I don't think this is a new trend -- John Alcott was doing this back on "Barry Lyndon" after all.  It's just the opinion of some cinematographers that it isn't necessary.  Certainly color negative has the latitude to handle it but that's not the same thing as saying it makes no difference.

 

It's all a matter of exposure -- and therefore density -- in each color layer.  A tungsten-balanced negative shot under 3200K conditions will print at normal printer lights, but one shot uncorrected in daylight will have an overexposed blue layer (and perhaps an underexposed red layer, depending on how you rated the stock.)  The printer lights will show this imbalance.

 

Does it make a difference?  Just depends.  On some telecine transfers, the heavier density of the blue channel may manifest itself as having less grain in the blues but more noise in areas like blue skies that got too overexposed, too dense on the negative.  Color-correcting the blue-ish image back to normal may create a color cast to the image depending on the skills of the colorist; you may find flesh tones to be a little paler or you may find a certain brown tone creeping in because of adding warmth to a pale blue image to correct it.

 

But generally it is correctable.

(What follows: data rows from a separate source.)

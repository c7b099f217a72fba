//! Fixed paths and images used while planning.

use bunny_llb::Platform;

/// Highest input format version understood by this crate.
pub const HOPS_VERSION: &str = "v0.1";

/// Paths, images and names every planning component reads.
///
/// The defaults match what the urunc runtime expects inside the final image.
#[derive(Debug, Clone, PartialEq, Eq)]
pub struct HopsConfig {
    /// Canonical in-image kernel path
    pub kernel_path: String,
    /// Canonical in-image rootfs path
    pub rootfs_path: String,
    /// Directory toolchain pipelines write their artifacts to
    pub output_dir: String,
    /// Directory content is mounted at inside toolchain images
    pub work_dir: String,
    /// Metadata file duplicating the annotations inside the image
    pub metadata_path: String,
    /// Name of the local build-context source
    pub build_context: String,
    pub archive_image: String,
    pub rumprun_tools_image: String,
    pub mirage_tools_image: String,
    /// Registry namespace whose images are published per monitor
    pub builder_hub: String,
    /// Host architecture in OCI naming
    pub host_arch: String,
}

impl Default for HopsConfig {
    fn default() -> Self {
        Self {
            kernel_path: "/.boot/kernel".to_string(),
            rootfs_path: "/.boot/rootfs".to_string(),
            output_dir: "/.boot".to_string(),
            work_dir: "/workdir".to_string(),
            metadata_path: "/urunc.json".to_string(),
            build_context: "context".to_string(),
            archive_image: "harbor.nbfc.io/nubificus/bunny/libarchive:latest".to_string(),
            rumprun_tools_image: "harbor.nbfc.io/nubificus/bunny/rumprun/tools:latest".to_string(),
            mirage_tools_image: "harbor.nbfc.io/nubificus/bunny/mirage/tools:latest".to_string(),
            builder_hub: "unikraft.org".to_string(),
            host_arch: Platform::host_architecture().to_string(),
        }
    }
}

impl HopsConfig {
    /// Platform the final image is produced for.
    #[must_use]
    pub fn target_platform(&self) -> Platform {
        Platform::linux(self.host_arch.as_str())
    }

    /// Whether images under `reference` are published per monitor.
    #[must_use]
    pub fn is_builder_hub(&self, reference: &str) -> bool {
        reference.starts_with(&self.builder_hub)
    }
}

#[cfg(test)]
mod tests {
    use super::*;

    #[test]
    fn test_defaults() {
        let config = HopsConfig::default();
        assert_eq!(config.kernel_path, "/.boot/kernel");
        assert_eq!(config.rootfs_path, "/.boot/rootfs");
        assert_eq!(config.metadata_path, "/urunc.json");
        assert!(config.rootfs_path.starts_with(&config.output_dir));
        assert_eq!(config.target_platform().os, "linux");
    }

    #[test]
    fn test_builder_hub() {
        let config = HopsConfig::default();
        assert!(config.is_builder_hub("unikraft.org/nginx:1.15"));
        assert!(!config.is_builder_hub("harbor.nbfc.io/unikraft.org"));
    }
}
//! Declarative packaging request ("bunnyfile") data model.

use crate::error::{HopsError, HopsResult};
use crate::validate;
use serde::{Deserialize, Serialize};
use std::fmt;
use std::path::Path;
use tracing::debug;

/// Target framework and monitor.
#[derive(Debug, Clone, Default, PartialEq, Eq, Serialize, Deserialize)]
pub struct Platform {
    #[serde(default)]
    pub framework: String,
    #[serde(default, skip_serializing_if = "String::is_empty")]
    pub version: String,
    #[serde(default)]
    pub monitor: String,
    #[serde(default, alias = "arch", skip_serializing_if = "String::is_empty")]
    pub architecture: String,
}

/// Root filesystem declaration.
///
/// `from` is empty, `scratch`, `local` or an image reference. Empty and
/// `scratch` both mean "build one from `includes`, if any".
#[derive(Debug, Clone, PartialEq, Eq, Serialize, Deserialize)]
pub struct Rootfs {
    #[serde(default = "default_rootfs_from")]
    pub from: String,
    #[serde(default, skip_serializing_if = "String::is_empty")]
    pub path: String,
    #[serde(rename = "type", default, skip_serializing_if = "String::is_empty")]
    pub rootfs_type: String,
    #[serde(rename = "include", default, skip_serializing_if = "Vec::is_empty")]
    pub includes: Vec<String>,
}

impl Default for Rootfs {
    fn default() -> Self {
        Self {
            from: default_rootfs_from(),
            path: String::new(),
            rootfs_type: String::new(),
            includes: Vec::new(),
        }
    }
}

impl Rootfs {
    /// Whether the rootfs has no external source.
    #[must_use]
    pub fn is_scratch(&self) -> bool {
        self.from.is_empty() || self.from == "scratch"
    }
}

fn default_rootfs_from() -> String {
    "scratch".to_string()
}

/// Prebuilt kernel declaration.
#[derive(Debug, Clone, Default, PartialEq, Eq, Serialize, Deserialize)]
pub struct Kernel {
    #[serde(default)]
    pub from: String,
    #[serde(default)]
    pub path: String,
}

/// Application sources for frameworks that build the kernel themselves.
#[derive(Debug, Clone, Default, PartialEq, Eq, Serialize, Deserialize)]
pub struct App {
    #[serde(default)]
    pub name: String,
    #[serde(default)]
    pub from: String,
    #[serde(default, skip_serializing_if = "String::is_empty")]
    pub branch: String,
}

/// A complete packaging request.
#[derive(Debug, Clone, Default, PartialEq, Eq, Serialize, Deserialize)]
pub struct Hops {
    #[serde(default)]
    pub version: String,
    #[serde(rename = "platforms", default)]
    pub platform: Platform,
    #[serde(default)]
    pub rootfs: Rootfs,
    #[serde(default)]
    pub kernel: Kernel,
    #[serde(default, skip_serializing_if = "Option::is_none")]
    pub app: Option<App>,
    #[serde(default, skip_serializing_if = "Vec::is_empty")]
    pub cmd: Vec<String>,
    /// Legacy space-separated command line, ignored when `cmd` is set
    #[serde(default, skip_serializing_if = "String::is_empty")]
    pub cmdline: String,
    #[serde(default, skip_serializing_if = "Vec::is_empty")]
    pub entrypoint: Vec<String>,
    #[serde(default, skip_serializing_if = "Vec::is_empty")]
    pub envs: Vec<String>,
}

impl Hops {
    /// Decode a bunnyfile without validating it.
    ///
    /// # Errors
    ///
    /// Returns a validation error if the YAML does not match the format.
    pub fn from_yaml(bytes: &[u8]) -> HopsResult<Self> {
        Ok(serde_yaml::from_slice(bytes)?)
    }

    /// Decode and validate a bunnyfile.
    ///
    /// # Errors
    ///
    /// Returns a validation error for malformed or contradictory input.
    pub fn parse(bytes: &[u8]) -> HopsResult<Self> {
        let hops = Self::from_yaml(bytes)?;
        validate::validate(&hops)?;
        debug!(
            framework = %hops.platform.framework,
            monitor = %hops.platform.monitor,
            "Parsed bunnyfile"
        );
        Ok(hops)
    }

    /// Read, decode and validate a bunnyfile from disk.
    ///
    /// # Errors
    ///
    /// Returns a validation error if the file cannot be read or is invalid.
    pub async fn load(path: &Path) -> HopsResult<Self> {
        let bytes = tokio::fs::read(path).await.map_err(|e| {
            HopsError::Validation(format!("Failed to read {}: {e}", path.display()))
        })?;
        Self::parse(&bytes)
    }

    /// Command line of the unikernel. The list form wins over the legacy
    /// string.
    #[must_use]
    pub fn command(&self) -> Vec<String> {
        if self.cmd.is_empty() {
            self.cmdline.split_whitespace().map(str::to_string).collect()
        } else {
            self.cmd.clone()
        }
    }
}

/// Closed set of rootfs representations.
#[derive(Debug, Clone, Copy, PartialEq, Eq, Hash)]
pub enum RootfsType {
    /// A single cpio archive loaded by the kernel
    Initrd,
    /// The whole filesystem of a state, mounted by the runtime
    Raw,
    /// A block device image
    Block,
}

impl RootfsType {
    #[must_use]
    pub fn parse(value: &str) -> Option<Self> {
        match value {
            "initrd" => Some(RootfsType::Initrd),
            "raw" => Some(RootfsType::Raw),
            "block" => Some(RootfsType::Block),
            _ => None,
        }
    }

    #[must_use]
    pub fn as_str(self) -> &'static str {
        match self {
            RootfsType::Initrd => "initrd",
            RootfsType::Raw => "raw",
            RootfsType::Block => "block",
        }
    }
}

impl fmt::Display for RootfsType {
    fn fmt(&self, f: &mut fmt::Formatter<'_>) -> fmt::Result {
        f.write_str(self.as_str())
    }
}
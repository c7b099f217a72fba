//! OCI image configuration of the produced image.
//!
//! The configuration starts from the base image's own config, so that
//! whatever the upstream image declares survives, and is then rewritten to
//! describe a `linux` image carrying the unikernel annotations as labels.

use crate::config::HopsConfig;
use crate::error::{HopsError, HopsResult};
use crate::plan::PackConfig;
use bunny_llb::{Platform, normalize_image_reference};
use serde::{Deserialize, Serialize};
use std::collections::BTreeMap;
use std::error::Error as StdError;
use tracing::debug;

/// Error type produced by external collaborators.
pub type BoxError = Box<dyn StdError + Send + Sync>;

/// Subset of the OCI image configuration that planning reads or writes.
#[derive(Debug, Clone, Default, PartialEq, Eq, Serialize, Deserialize)]
pub struct ImageConfig {
    #[serde(default, skip_serializing_if = "String::is_empty")]
    pub architecture: String,
    #[serde(default, skip_serializing_if = "String::is_empty")]
    pub os: String,
    #[serde(default)]
    pub config: ContainerConfig,
    #[serde(default)]
    pub rootfs: RootFs,
}

/// Runtime defaults of a container started from the image.
#[derive(Debug, Clone, Default, PartialEq, Eq, Serialize, Deserialize)]
#[serde(rename_all = "PascalCase")]
pub struct ContainerConfig {
    #[serde(default, skip_serializing_if = "String::is_empty")]
    pub user: String,
    #[serde(default, skip_serializing_if = "Vec::is_empty")]
    pub env: Vec<String>,
    #[serde(default, skip_serializing_if = "Vec::is_empty")]
    pub entrypoint: Vec<String>,
    #[serde(default, skip_serializing_if = "Vec::is_empty")]
    pub cmd: Vec<String>,
    #[serde(default, skip_serializing_if = "String::is_empty")]
    pub working_dir: String,
    #[serde(default, skip_serializing_if = "BTreeMap::is_empty")]
    pub labels: BTreeMap<String, String>,
}

#[derive(Debug, Clone, Default, PartialEq, Eq, Serialize, Deserialize)]
pub struct RootFs {
    #[serde(rename = "type", default)]
    pub fs_type: String,
    #[serde(default)]
    pub diff_ids: Vec<String>,
}

/// Looks up the configuration blob of a remote image.
pub trait ImageMetadataResolver {
    /// Raw JSON config of `reference` for `platform`.
    ///
    /// # Errors
    ///
    /// Any failure of the lookup, reported as is.
    fn resolve_image_config(&self, reference: &str, platform: &Platform)
    -> Result<Vec<u8>, BoxError>;
}

/// Fetch the config of the image a plan starts from.
///
/// Empty and `scratch` references have no config. Builder-hub images are
/// looked up for the monitor as OS, everything else for `linux`.
///
/// # Errors
///
/// Fails when the reference cannot be parsed, the lookup fails, or the
/// returned blob is not an image config.
pub fn base_image_config<R: ImageMetadataResolver + ?Sized>(
    resolver: &R,
    base_ref: &str,
    monitor: &str,
    config: &HopsConfig,
) -> HopsResult<ImageConfig> {
    if base_ref.is_empty() || base_ref == "scratch" {
        return Ok(ImageConfig::default());
    }
    let name = normalize_image_reference(base_ref).map_err(|e| {
        HopsError::Resolution(format!("Failed to parse image name {base_ref}: {e}"))
    })?;
    let os = if config.is_builder_hub(base_ref) { monitor } else { "linux" };
    let platform = Platform::new(os, config.host_arch.as_str());
    debug!(image = %name, %platform, "Resolving image metadata");

    let blob = resolver.resolve_image_config(&name, &platform).map_err(|e| {
        HopsError::Materialization(format!("Failed to get image config from {name}: {e}"))
    })?;
    serde_json::from_slice(&blob).map_err(|e| {
        HopsError::Materialization(format!("Failed to unmarshal image config of {name}: {e}"))
    })
}

impl ImageConfig {
    /// Rewrite the config for the planned image.
    pub fn apply_plan(
        &mut self,
        pack: &PackConfig,
        annotations: &BTreeMap<String, String>,
        config: &HopsConfig,
    ) {
        self.os = "linux".to_string();
        self.architecture = config.host_arch.clone();
        self.rootfs = RootFs {
            fs_type: "layers".to_string(),
            diff_ids: Vec::new(),
        };
        self.config.cmd = pack.cmd.clone();
        self.config.entrypoint = pack.entrypoint.clone();
        self.config.env.extend(pack.env.iter().cloned());
        self.config
            .labels
            .extend(annotations.iter().map(|(k, v)| (k.clone(), v.clone())));
    }
}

I think the way you should think of it is this: if I plan on only correcting it partway (for a cool tone) or all the way but no further (for a neutral tone) then go ahead, but if you think you may want to correct it all the way towards a warm look, then you'd be better off getting a more balanced negative either by using some degree of warming filter or switching to daylight stock.

 

So I tend to use this technique of tungsten film outdoors with no filter when I'm doing a winter movie where I want a colder cast, or a film where I want to emphasize blues and greens over reds (like in a forest maybe) but I'll use the correction filter or daylight film in a location like a warm desert where I want good saturation of the redder tones.

 

The other way to think of it is that generally a colorist prefers to work from a balanced negative as a starting point, rather than having to make a big correction just to get to the starting point. But as I said, it all depends on the final look you want.  If the "correct" look is a bluefish cast, then getting it by using tungsten film in daylight uncorrected in a sense is giving the colorist a negative that is already balanced for the look with minimal correction needed.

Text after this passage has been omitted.